WHAT THE TASK REQUIRES: From the entries provided below, copy each line that contains the word "hand".

--- SUPPLIED INFORMATION ---

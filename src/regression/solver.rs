use serde::Serialize;

use super::PartialSums;
use crate::error::{RegressionErr, Result};

/// Denominators within this many ulps of `n * sum_x2` are the rounding left
/// over by the closed form's cancellation when every x is the same value.
pub const DEGENERACY_ULPS: f64 = 16.0;

/// The fitted line `y = intercept + slope * x`.
#[derive(Debug, Clone, Copy, PartialEq, Serialize)]
pub struct Coefficients {
    /// The `A` coefficient.
    pub intercept: f64,
    /// The `B` coefficient.
    pub slope: f64,
}

impl Coefficients {
    pub fn new(intercept: f64, slope: f64) -> Self {
        Self { intercept, slope }
    }

    /// Returns the predicted `y` for `x`.
    #[inline]
    pub fn predict(&self, x: f64) -> f64 {
        self.intercept + self.slope * x
    }

    /// Solves the ordinary least squares normal equations out of the global sums.
    ///
    /// # Arguments
    /// * `n` - The amount of samples the sums were accumulated over.
    /// * `sums` - The reduced sums.
    ///
    /// # Returns
    /// The coefficients, or a degenerate input error if the x values have no
    /// variance (this includes `n <= 1`) or the result isn't finite.
    pub fn solve(n: usize, sums: &PartialSums) -> Result<Self> {
        let n = n as f64;
        let PartialSums {
            sum_x,
            sum_y,
            sum_x2,
            sum_xy,
        } = *sums;

        let denom = n * sum_x2 - sum_x * sum_x;
        if !denom.is_finite() || denom <= DEGENERACY_ULPS * f64::EPSILON * n * sum_x2 {
            return Err(RegressionErr::Degenerate { denom });
        }

        let slope = (n * sum_xy - sum_x * sum_y) / denom;
        let intercept = (sum_y - slope * sum_x) / n;

        if !slope.is_finite() || !intercept.is_finite() {
            return Err(RegressionErr::NonFiniteCoefficients { intercept, slope });
        }

        Ok(Self { intercept, slope })
    }
}
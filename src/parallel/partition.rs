use std::ops::Range;

/// Splits `total` samples among `num_workers` and returns the block for `worker_id`.
///
/// Properties:
/// - Ranges are contiguous, disjoint and cover `[0..total)`.
/// - Sizes differ by at most 1, the first `total % num_workers` blocks get the extra sample.
/// - Blocks past `total` are empty (`total..total`) when there are more workers than samples.
pub fn shard_range(total: usize, worker_id: usize, num_workers: usize) -> Range<usize> {
    assert!(num_workers > 0);
    assert!(worker_id < num_workers);

    let base = total / num_workers;
    let rem = total % num_workers;

    let start = worker_id * base + worker_id.min(rem);
    let extra = if worker_id < rem { 1 } else { 0 };
    let end = start + base + extra;

    start..end
}

/// Splits `[0..total)` into `num_workers` blocks, one per worker in worker id order.
///
/// # Panics
/// If `num_workers` is zero.
pub fn partition(total: usize, num_workers: usize) -> Vec<Range<usize>> {
    assert!(num_workers > 0, "at least one worker is required");

    (0..num_workers)
        .map(|worker_id| shard_range(total, worker_id, num_workers))
        .collect()
}
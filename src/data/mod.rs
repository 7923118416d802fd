mod csv;
mod error;
mod generator;
mod store;

pub use csv::{load_csv, read_csv};
pub use error::{DataErr, Result};
pub use generator::{random_seed, write_csv, Generator, Noise};
pub use store::{Sample, SampleStore, SamplesRef};
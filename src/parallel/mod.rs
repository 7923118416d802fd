mod executor;
mod partition;
mod pool;
mod threads;

pub use executor::Executor;
pub use partition::{partition, shard_range};
pub use pool::RayonExecutor;
pub use threads::ThreadExecutor;
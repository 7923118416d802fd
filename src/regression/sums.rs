use std::{
    iter::Sum,
    ops::{Add, AddAssign, Range},
};

use crate::data::SampleStore;

/// The four running sums a block contributes to the fit.
#[derive(Debug, Clone, Copy, Default, PartialEq)]
pub struct PartialSums {
    pub sum_x: f64,
    pub sum_y: f64,
    pub sum_x2: f64,
    pub sum_xy: f64,
}

impl PartialSums {
    /// Scans `range` of `store` once, in ascending index order.
    ///
    /// An empty range yields the zero sums.
    pub fn accumulate(store: &SampleStore, range: Range<usize>) -> Self {
        let block = store.view(range);

        let mut sums = Self::default();
        for (&x, &y) in block.xs.iter().zip(block.ys) {
            sums.sum_x += x;
            sums.sum_y += y;
            sums.sum_x2 += x * x;
            sums.sum_xy += x * y;
        }

        sums
    }
}

impl Add for PartialSums {
    type Output = Self;

    fn add(mut self, rhs: Self) -> Self::Output {
        self += rhs;
        self
    }
}

impl AddAssign for PartialSums {
    fn add_assign(&mut self, rhs: Self) {
        self.sum_x += rhs.sum_x;
        self.sum_y += rhs.sum_y;
        self.sum_x2 += rhs.sum_x2;
        self.sum_xy += rhs.sum_xy;
    }
}

impl Sum for PartialSums {
    fn sum<I: Iterator<Item = Self>>(iter: I) -> Self {
        iter.fold(Self::default(), Add::add)
    }
}

/// The squared residuals a block contributes to the error.
#[derive(Debug, Clone, Copy, Default, PartialEq)]
pub struct PartialError {
    pub sum_sq_err: f64,
}

impl PartialError {
    /// Accumulates `(y - (intercept + slope * x))²` over `range` of `store`.
    pub fn accumulate(store: &SampleStore, range: Range<usize>, intercept: f64, slope: f64) -> Self {
        let block = store.view(range);

        let sum_sq_err = block
            .xs
            .iter()
            .zip(block.ys)
            .fold(0.0, |acc, (&x, &y)| {
                let err = y - (intercept + slope * x);
                acc + err * err
            });

        Self { sum_sq_err }
    }
}

impl Add for PartialError {
    type Output = Self;

    fn add(self, rhs: Self) -> Self::Output {
        Self {
            sum_sq_err: self.sum_sq_err + rhs.sum_sq_err,
        }
    }
}

impl Sum for PartialError {
    fn sum<I: Iterator<Item = Self>>(iter: I) -> Self {
        iter.fold(Self::default(), Add::add)
    }
}
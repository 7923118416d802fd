use std::{
    error::Error,
    fmt::{self, Display},
    num::NonZeroUsize,
    path::PathBuf,
    str::FromStr,
    thread,
};

use crate::{data::Noise, regression::clamp_workers};

pub const WORKERS_VAR: &str = "LINREG_WORKERS";
pub const EXECUTOR_VAR: &str = "LINREG_EXECUTOR";
pub const FORMAT_VAR: &str = "LINREG_FORMAT";
pub const INTERACTIVE_VAR: &str = "LINREG_INTERACTIVE";

pub const USAGE: &str = "\
usage:
  linreg fit <file.csv> [workers]
  linreg generate <out.csv> <samples> [noise] [seed]

noise is an amplitude for uniform noise, or `uniform:<amp>` / `normal:<std_dev>`

environment:
  LINREG_WORKERS      default worker count
  LINREG_EXECUTOR     threads | rayon
  LINREG_FORMAT       text | json
  LINREG_INTERACTIVE  set to 0 or false to skip the prediction loop
  RUST_LOG            log filter";

/// The configuration module's result type.
pub type Result<T> = std::result::Result<T, ConfigErr>;

/// Invalid command line or environment configuration.
#[derive(Debug, PartialEq)]
pub enum ConfigErr {
    Usage(String),
    InvalidValue { key: &'static str, value: String },
}

impl Display for ConfigErr {
    fn fmt(&self, f: &mut fmt::Formatter<'_>) -> fmt::Result {
        match self {
            ConfigErr::Usage(msg) => write!(f, "{msg}\n\n{USAGE}"),
            ConfigErr::InvalidValue { key, value } => write!(f, "invalid value for {key}: '{value}'"),
        }
    }
}

impl Error for ConfigErr {}

/// Which fork-join strategy the regression runs on.
#[derive(Debug, Clone, Copy, PartialEq, Eq, Default)]
pub enum ExecutorKind {
    #[default]
    Threads,
    Rayon,
}

impl FromStr for ExecutorKind {
    type Err = ConfigErr;

    fn from_str(s: &str) -> Result<Self> {
        match s.trim().to_ascii_lowercase().as_str() {
            "threads" | "thread" => Ok(Self::Threads),
            "rayon" | "pool" => Ok(Self::Rayon),
            _ => Err(ConfigErr::InvalidValue {
                key: EXECUTOR_VAR,
                value: s.to_string(),
            }),
        }
    }
}

/// How the results are printed.
#[derive(Debug, Clone, Copy, PartialEq, Eq, Default)]
pub enum ReportFormat {
    #[default]
    Text,
    Json,
}

impl FromStr for ReportFormat {
    type Err = ConfigErr;

    fn from_str(s: &str) -> Result<Self> {
        match s.trim().to_ascii_lowercase().as_str() {
            "text" => Ok(Self::Text),
            "json" => Ok(Self::Json),
            _ => Err(ConfigErr::InvalidValue {
                key: FORMAT_VAR,
                value: s.to_string(),
            }),
        }
    }
}

#[derive(Debug, Clone, PartialEq)]
pub struct FitConfig {
    pub input: PathBuf,
    pub workers: NonZeroUsize,
    pub executor: ExecutorKind,
    pub format: ReportFormat,
    pub interactive: bool,
}

#[derive(Debug, Clone, PartialEq)]
pub struct GenerateConfig {
    pub output: PathBuf,
    pub samples: usize,
    pub noise: Noise,
    pub seed: Option<u64>,
}

/// What the binary was asked to do.
#[derive(Debug, Clone, PartialEq)]
pub enum Command {
    Fit(FitConfig),
    Generate(GenerateConfig),
}

impl Command {
    /// Builds the command out of the process arguments and environment.
    pub fn from_env() -> Result<Self> {
        Self::parse(std::env::args().skip(1), |key| std::env::var(key).ok())
    }

    /// Builds the command out of explicit arguments and an environment lookup.
    ///
    /// # Arguments
    /// * `args` - The arguments, without the program name.
    /// * `env` - Returns the value of an environment variable, if set.
    ///
    /// # Returns
    /// The parsed `Command` or a `ConfigErr` describing the first problem found.
    pub fn parse<I, E>(args: I, env: E) -> Result<Self>
    where
        I: IntoIterator<Item = String>,
        E: Fn(&str) -> Option<String>,
    {
        let args: Vec<String> = args.into_iter().collect();
        let Some((mode, rest)) = args.split_first() else {
            return Err(ConfigErr::Usage("missing mode".into()));
        };

        match mode.as_str() {
            "fit" => parse_fit(rest, &env).map(Self::Fit),
            "generate" => parse_generate(rest).map(Self::Generate),
            other => Err(ConfigErr::Usage(format!(
                "unknown mode '{other}', expected 'fit' or 'generate'"
            ))),
        }
    }
}

fn parse_fit<E>(args: &[String], env: &E) -> Result<FitConfig>
where
    E: Fn(&str) -> Option<String>,
{
    let (input, workers) = match args {
        [input] => (input, None),
        [input, workers] => (input, Some(workers.clone())),
        _ => return Err(ConfigErr::Usage("fit expects <file.csv> [workers]".into())),
    };

    let workers = match workers.or_else(|| env(WORKERS_VAR)) {
        Some(raw) => clamp_workers(raw.trim().parse().map_err(|_| ConfigErr::InvalidValue {
            key: WORKERS_VAR,
            value: raw.clone(),
        })?),
        None => thread::available_parallelism().unwrap_or(NonZeroUsize::MIN),
    };

    let executor = env(EXECUTOR_VAR)
        .map(|v| v.parse())
        .transpose()?
        .unwrap_or_default();

    let format = env(FORMAT_VAR)
        .map(|v| v.parse())
        .transpose()?
        .unwrap_or_default();

    let interactive = match env(INTERACTIVE_VAR) {
        None => true,
        Some(v) => match v.trim().to_ascii_lowercase().as_str() {
            "1" | "true" | "yes" => true,
            "0" | "false" | "no" => false,
            _ => {
                return Err(ConfigErr::InvalidValue {
                    key: INTERACTIVE_VAR,
                    value: v,
                })
            }
        },
    };

    Ok(FitConfig {
        input: PathBuf::from(input),
        workers,
        executor,
        format,
        interactive,
    })
}

fn parse_generate(args: &[String]) -> Result<GenerateConfig> {
    let (output, samples, noise, seed) = match args {
        [output, samples] => (output, samples, None, None),
        [output, samples, noise] => (output, samples, Some(noise), None),
        [output, samples, noise, seed] => (output, samples, Some(noise), Some(seed)),
        _ => {
            return Err(ConfigErr::Usage(
                "generate expects <out.csv> <samples> [noise] [seed]".into(),
            ))
        }
    };

    let samples = samples
        .trim()
        .parse::<usize>()
        .ok()
        .filter(|&n| n > 0)
        .ok_or_else(|| ConfigErr::InvalidValue {
            key: "samples",
            value: samples.clone(),
        })?;

    let noise = noise.map(|n| parse_noise(n)).transpose()?.unwrap_or(Noise::None);

    let seed = seed
        .map(|s| {
            s.trim().parse::<u64>().map_err(|_| ConfigErr::InvalidValue {
                key: "seed",
                value: s.clone(),
            })
        })
        .transpose()?;

    Ok(GenerateConfig {
        output: PathBuf::from(output),
        samples,
        noise,
        seed,
    })
}

fn parse_noise(raw: &str) -> Result<Noise> {
    let invalid = || ConfigErr::InvalidValue {
        key: "noise",
        value: raw.to_string(),
    };

    let (kind, value) = raw.split_once(':').unwrap_or(("uniform", raw));
    let value: f64 = value.trim().parse().map_err(|_| invalid())?;
    if !value.is_finite() || value < 0.0 {
        return Err(invalid());
    }

    let noise = match kind.trim() {
        "uniform" => Noise::Uniform { amplitude: value },
        "normal" => Noise::Normal { std_dev: value },
        _ => return Err(invalid()),
    };

    Ok(if value == 0.0 { Noise::None } else { noise })
}

#[cfg(test)]
mod tests {
    use std::collections::HashMap;

    use super::*;

    fn parse(args: &[&str], env: &[(&str, &str)]) -> Result<Command> {
        let env: HashMap<String, String> = env
            .iter()
            .map(|(k, v)| (k.to_string(), v.to_string()))
            .collect();

        Command::parse(args.iter().map(|s| s.to_string()), |key| env.get(key).cloned())
    }

    fn fit(args: &[&str], env: &[(&str, &str)]) -> FitConfig {
        match parse(args, env).unwrap() {
            Command::Fit(cfg) => cfg,
            other => panic!("expected fit, got {other:?}"),
        }
    }

    #[test]
    fn fit_with_explicit_workers() {
        let cfg = fit(&["fit", "data.csv", "8"], &[]);

        assert_eq!(cfg.input, PathBuf::from("data.csv"));
        assert_eq!(cfg.workers.get(), 8);
        assert_eq!(cfg.executor, ExecutorKind::Threads);
        assert_eq!(cfg.format, ReportFormat::Text);
        assert!(cfg.interactive);
    }

    #[test]
    fn non_positive_workers_are_clamped() {
        assert_eq!(fit(&["fit", "data.csv", "0"], &[]).workers.get(), 1);
        assert_eq!(fit(&["fit", "data.csv", "-4"], &[]).workers.get(), 1);
    }

    #[test]
    fn environment_defaults() {
        let cfg = fit(
            &["fit", "data.csv"],
            &[
                (WORKERS_VAR, "3"),
                (EXECUTOR_VAR, "rayon"),
                (FORMAT_VAR, "JSON"),
                (INTERACTIVE_VAR, "false"),
            ],
        );

        assert_eq!(cfg.workers.get(), 3);
        assert_eq!(cfg.executor, ExecutorKind::Rayon);
        assert_eq!(cfg.format, ReportFormat::Json);
        assert!(!cfg.interactive);
    }

    #[test]
    fn argument_beats_environment() {
        let cfg = fit(&["fit", "data.csv", "2"], &[(WORKERS_VAR, "16")]);
        assert_eq!(cfg.workers.get(), 2);
    }

    #[test]
    fn invalid_values() {
        assert_eq!(
            parse(&["fit", "data.csv", "many"], &[]),
            Err(ConfigErr::InvalidValue {
                key: WORKERS_VAR,
                value: "many".into()
            })
        );
        assert!(matches!(
            parse(&["fit", "data.csv"], &[(EXECUTOR_VAR, "gpu")]),
            Err(ConfigErr::InvalidValue { key: EXECUTOR_VAR, .. })
        ));
        assert!(matches!(
            parse(&["fit", "data.csv"], &[(INTERACTIVE_VAR, "maybe")]),
            Err(ConfigErr::InvalidValue { key: INTERACTIVE_VAR, .. })
        ));
    }

    #[test]
    fn usage_errors() {
        assert!(matches!(parse(&[], &[]), Err(ConfigErr::Usage(_))));
        assert!(matches!(parse(&["train"], &[]), Err(ConfigErr::Usage(_))));
        assert!(matches!(parse(&["fit"], &[]), Err(ConfigErr::Usage(_))));
        assert!(matches!(parse(&["generate", "out.csv"], &[]), Err(ConfigErr::Usage(_))));
    }

    #[test]
    fn generate() {
        let cmd = parse(&["generate", "out.csv", "1000", "0.5", "42"], &[]).unwrap();
        assert_eq!(
            cmd,
            Command::Generate(GenerateConfig {
                output: PathBuf::from("out.csv"),
                samples: 1000,
                noise: Noise::Uniform { amplitude: 0.5 },
                seed: Some(42),
            })
        );
    }

    #[test]
    fn noise_forms() {
        assert_eq!(parse_noise("0").unwrap(), Noise::None);
        assert_eq!(parse_noise("1.5").unwrap(), Noise::Uniform { amplitude: 1.5 });
        assert_eq!(parse_noise("uniform:2").unwrap(), Noise::Uniform { amplitude: 2.0 });
        assert_eq!(parse_noise("normal:0.3").unwrap(), Noise::Normal { std_dev: 0.3 });
        assert!(parse_noise("-1").is_err());
        assert!(parse_noise("cauchy:1").is_err());
        assert!(parse_noise("loud").is_err());
    }

    #[test]
    fn zero_samples_are_rejected() {
        assert!(matches!(
            parse(&["generate", "out.csv", "0"], &[]),
            Err(ConfigErr::InvalidValue { key: "samples", .. })
        ));
    }
}
//! Slender elastic fibers.
//!
//! A fiber carries `n` collocation nodes along its arclength. Its unknowns are the
//! node positions at the next timestep, interleaved, followed by the `n` node
//! tensions. The position equations are implicit Euler steps of local slender body
//! theory, the tension equations enforce inextensibility with a penalty. The square
//! system is obtained by downsampling the collocation equations and appending the
//! boundary conditions of both ends.
pub mod container;
pub mod matrices;

pub use container::FiberContainer;
pub use matrices::FiberMatrices;

use crate::geometry::{cross, dot};
use crate::kernel::oseen_tensor_direct;
use crate::linalg::{duplicate, entry, invert, matvec, matvec_add, zeros, Matrix};
use crate::params::{FiberOptions, KernelOptions};
use crate::types::{Error, FiberEnd, Result};
use log::{debug, warn};
use num::traits::FloatConst;
use rlst::{RawAccess, RawAccessMut};
use std::sync::Arc;

/// Fibers with fewer nodes than this are accepted but poorly resolved.
const FEW_NODES: usize = 8;

/// Progress of a fiber through one timestep. Later stages imply earlier ones.
#[derive(Debug, Clone, Copy, PartialEq, Eq, PartialOrd, Ord)]
pub enum FiberStage {
    /// Node positions are set.
    GeometrySet,
    /// Arclength derivatives match the node positions.
    DerivativesUpdated,
    /// Self interaction Oseen tensor is up to date.
    StokesletUpdated,
    /// Collocation operator and force operator are formed.
    OperatorFormed,
    /// Collocation right hand side is computed.
    RhsComputed,
    /// Boundary conditions are applied to the operator and right hand side.
    BoundaryApplied,
    /// Inverse of the square operator is available.
    PreconditionerBuilt,
}

/// Boundary condition at a fiber end with its prescribed value.
#[derive(Debug, Clone, Copy, PartialEq)]
pub enum BoundaryCondition {
    /// Force applied at the end.
    Force([f64; 3]),
    /// Torque applied at the end.
    Torque([f64; 3]),
    /// Velocity of the end.
    Velocity([f64; 3]),
    /// Angular velocity of the end tangent.
    AngularVelocity([f64; 3]),
    /// Position of the end.
    Position([f64; 3]),
    /// Tangent direction at the end.
    Angle([f64; 3]),
}

impl BoundaryCondition {
    fn name(&self) -> &'static str {
        match self {
            BoundaryCondition::Force(_) => "Force",
            BoundaryCondition::Torque(_) => "Torque",
            BoundaryCondition::Velocity(_) => "Velocity",
            BoundaryCondition::AngularVelocity(_) => "AngularVelocity",
            BoundaryCondition::Position(_) => "Position",
            BoundaryCondition::Angle(_) => "Angle",
        }
    }
}

/// Condition on the translation of a fiber end.
#[derive(Debug, Clone, Copy, PartialEq)]
pub enum TranslationalCondition {
    /// Force applied at the end.
    Force([f64; 3]),
    /// Velocity of the end.
    Velocity([f64; 3]),
    /// Position of the end.
    Position([f64; 3]),
}

impl TranslationalCondition {
    /// Whether the end moves with a prescribed velocity.
    pub fn is_kinematic(&self) -> bool {
        !matches!(self, TranslationalCondition::Force(_))
    }
}

impl TryFrom<BoundaryCondition> for TranslationalCondition {
    type Error = BoundaryCondition;

    fn try_from(condition: BoundaryCondition) -> std::result::Result<Self, Self::Error> {
        match condition {
            BoundaryCondition::Force(v) => Ok(TranslationalCondition::Force(v)),
            BoundaryCondition::Velocity(v) => Ok(TranslationalCondition::Velocity(v)),
            BoundaryCondition::Position(v) => Ok(TranslationalCondition::Position(v)),
            other => Err(other),
        }
    }
}
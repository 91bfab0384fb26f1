//! Pairwise Stokes kernel formulas.
//!
//! Separations are `target - source`. Two regularization rules are in use:
//! the Oseen tensor switches to a smoothed kernel below `epsilon_distance`, the
//! stresslet inflates the distance below the same threshold.

use crate::params::KernelOptions;
use num::traits::FloatConst;

/// Regularization constants of a kernel evaluation.
#[derive(Debug, Clone, Copy)]
pub(crate) struct Regularization {
    pub reg2: f64,
    pub epsilon: f64,
}

impl Regularization {
    pub(crate) fn new(options: &KernelOptions) -> Self {
        Self {
            reg2: options.regularization() * options.regularization(),
            epsilon: options.epsilon_distance(),
        }
    }

    /// `(1/r, 1/r^3)` of the Oseen tensor, `None` for coincident points.
    #[inline]
    pub(crate) fn oseen(&self, r2: f64) -> Option<(f64, f64)> {
        if r2 == 0.0 {
            return None;
        }
        let r = r2.sqrt();
        if r > self.epsilon {
            let inv_r = 1.0 / r;
            Some((inv_r, inv_r * inv_r * inv_r))
        } else {
            let denom_inv = 1.0 / (r2 + self.reg2).sqrt();
            Some((denom_inv, denom_inv * denom_inv * denom_inv))
        }
    }

    /// Stresslet distance, inflated below the threshold.
    #[inline]
    pub(crate) fn stresslet_distance(&self, r2: f64) -> f64 {
        let r = r2.sqrt();
        if r < self.epsilon {
            (r2 + self.reg2).sqrt()
        } else {
            r
        }
    }
}

/// Prefactor of the Oseen tensor.
#[inline]
pub fn oseen_factor(eta: f64) -> f64 {
    0.125 * f64::FRAC_1_PI() / eta
}

/// Prefactor of the stresslet.
#[inline]
pub fn stresslet_factor(eta: f64) -> f64 {
    -0.75 * f64::FRAC_1_PI() / eta
}

/// Difference `target - source` and its squared norm.
#[inline]
pub(crate) fn separation(target: &[f64], source: &[f64]) -> ([f64; 3], f64) {
    let dr = [
        target[0] - source[0],
        target[1] - source[1],
        target[2] - source[2],
    ];
    (dr, dr[0] * dr[0] + dr[1] * dr[1] + dr[2] * dr[2])
}

/// Add the stokeslet of `force` to `result` (`[u, v, w]` or `[p, u, v, w]`).
#[inline]
pub(crate) fn add_stokeslet(
    factor: f64,
    dr: &[f64; 3],
    inv_r: f64,
    inv_r3: f64,
    force: &[f64],
    result: &mut [f64],
) {
    let rf = dr[0] * force[0] + dr[1] * force[1] + dr[2] * force[2];
    let offset = result.len() - 3;
    if offset == 1 {
        result[0] += 0.25 * f64::FRAC_1_PI() * rf * inv_r3;
    }
    for c in 0..3 {
        result[offset + c] += factor * (force[c] * inv_r + dr[c] * rf * inv_r3);
    }
}

/// Add the double layer of a density `q` on a surface element with normal `n`.
#[inline]
pub(crate) fn add_double_layer(
    factor: f64,
    dr: &[f64; 3],
    r: f64,
    normal: &[f64],
    density: &[f64],
    result: &mut [f64],
) {
    let rn = dr[0] * normal[0] + dr[1] * normal[1] + dr[2] * normal[2];
    let rq = dr[0] * density[0] + dr[1] * density[1] + dr[2] * density[2];
    let inv_r2 = 1.0 / (r * r);
    let inv_r3 = inv_r2 / r;
    let inv_r5 = inv_r3 * inv_r2;
    let offset = result.len() - 3;
    if offset == 1 {
        let qn = density[0] * normal[0] + density[1] * normal[1] + density[2] * normal[2];
        result[0] += 0.5 * f64::FRAC_1_PI() * (qn * inv_r3 - 3.0 * rq * rn * inv_r5);
    }
    let f0 = factor * rq * rn * inv_r5;
    for c in 0..3 {
        result[offset + c] += f0 * dr[c];
    }
}

/// Add the double layer of a full strength tensor `q n^T`, stored row major.
///
/// Used by the treecode where proxy strengths are no longer rank one.
#[inline]
pub(crate) fn add_double_layer_tensor(
    factor: f64,
    dr: &[f64; 3],
    r: f64,
    strength: &[f64],
    result: &mut [f64],
) {
    let mut rqr = 0.0;
    for j in 0..3 {
        for k in 0..3 {
            rqr += dr[j] * strength[3 * j + k] * dr[k];
        }
    }
    let inv_r2 = 1.0 / (r * r);
    let inv_r3 = inv_r2 / r;
    let inv_r5 = inv_r3 * inv_r2;
    let offset = result.len() - 3;
    if offset == 1 {
        let trace = strength[0] + strength[4] + strength[8];
        result[0] += 0.5 * f64::FRAC_1_PI() * (trace * inv_r3 - 3.0 * rqr * inv_r5);
    }
    let f0 = factor * rqr * inv_r5;
    for c in 0..3 {
        result[offset + c] += f0 * dr[c];
    }
}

---

OUTPUT BELOW:
    /// Collocation right hand side is computed.
    /// Boundary conditions are applied to the operator and right hand side.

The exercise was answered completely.